Два молодых парня, мои соседи по нарам, несколько вечеров активно совещались, готовя план по обморожению ног. Какой-то умелец посоветовал им такую технологию: нужно утром помочиться в унты, и к вечеру после работы на морозе все будет готово. Я два раза видел, как оба парня вечером разматывали портянки и осматривали свои ступни. И оба раза были эти ступни густо-красными, но нормального обморожения не обнаруживалось. Не знаю, сколько раз пробовали они эту технологию, но оба они остались целыми и невредимыми до самого моего отъезда со штрафной колонны.
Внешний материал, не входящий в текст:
//! Wall-clock abstraction.
//!
//! Heartbeat bookkeeping and staleness sweeps read time through [`Clock`]
//! so tests can move time forward explicitly instead of sleeping.

use std::sync::atomic::{AtomicI64, Ordering};

use chrono::{DateTime, TimeDelta, Utc};

/// Source of the current time.
pub trait Clock: Send + Sync + core::fmt::Debug {
    /// The current instant.
    fn now(&self) -> DateTime<Utc>;
}

/// The real system clock.
#[derive(Debug, Clone, Copy, Default)]
pub struct SystemClock;

impl Clock for SystemClock {
    fn now(&self) -> DateTime<Utc> {
        Utc::now()
    }
}

/// A clock that only moves when told to.
#[derive(Debug)]
pub struct ManualClock {
    millis: AtomicI64,
}

impl ManualClock {
    /// Create a clock frozen at `start`.
    pub fn new(start: DateTime<Utc>) -> Self {
        Self {
            millis: AtomicI64::new(start.timestamp_millis()),
        }
    }

    /// Move the clock forward by `delta`.
    pub fn advance(&self, delta: TimeDelta) {
        let step = delta.num_milliseconds();
        let _ = self
            .millis
            .fetch_update(Ordering::AcqRel, Ordering::Acquire, |ms| {
                Some(ms.saturating_add(step))
            });
    }

    /// Jump the clock to `at`.
    pub fn set(&self, at: DateTime<Utc>) {
        self.millis.store(at.timestamp_millis(), Ordering::Release);
    }
}

impl Default for ManualClock {
    fn default() -> Self {
        Self::new(DateTime::<Utc>::UNIX_EPOCH)
    }
}

impl Clock for ManualClock {
    fn now(&self) -> DateTime<Utc> {
        DateTime::from_timestamp_millis(self.millis.load(Ordering::Acquire))
            .unwrap_or(DateTime::<Utc>::MAX_UTC)
    }
}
Зима шла к своему концу, морозы слабели, и наш, изрядно поредевший, но по-прежнему так же голодный коллектив несколько оживился. С лиц сходили черные следы обморожений, и улыбаться было уже не так болезненно.
Улыбаться пришлось недолго: на нас обрушилась новая напасть — цинга. О цинге я много писать не буду, о ней и так все всем известно. Сначала начинают шататься зубы, потом еще сильнее, так, что даже у некоторых их можно было вытащить пальцами, а потом вставить обратно, потом появляется кровотечение десен, а еще дальше (это уже не у всех) кровь начинает появляться на ногах, человек слабеет и вполне может отдать Богу душу. И снова судьба была ко мне милостива: у меня дальше небольшого шатания зубов дело не пошло. Кстати, у Славки тоже. Почему так получалось, не знаю. Молодостью нашей объяснить это было невозможно, некоторые такие же молодые страдали страшно. Но случаев гибели людей от цинги не произошло.
Было два вида лечения. Первый: фельдшер, «лепила», выдавал каждому человеку щепочку с ваткой, смоченной раствором медного купороса, и этой ваткой надо было время от времени смазывать десны. Это в какой-то степени на некоторое время укрепляло десны, но фельдшер предупреждал всех, что слишком часто делать это не следует, так как медный купорос — штука ядовитая.
Второй вид лечения — люто ненавидимый всеми хвойный настой. Его готовили где-то из кедрового стланика, приносили на нашу колонну готовым и раздавали ежедневно перед обедом. Это была такая тягучая субстанция мерзостного вкуса и запаха, но получить баланду, не выпив предварительно маленький черпачок этого зелья, никому не разрешалось.
На палатке-столовой висел плакат «Пей хвойный настой — не заболеешь цингой». Мы немного его переиначивали: «Пей хвойный настой — хрен вернешься домой». Недавно в какой-то книге о ГУЛАГе я прочел, что употребление этого настоя с научной точки зрения — абсолютно бесполезно.
Нас же со Славкой, видно, Бог берег, хотя не знаю, за какие такие заслуги. Мы с ним никогда не молились, ни я своему православному, ни он своему католическому, хотя некоторые остатки веры у него иногда проглядывались.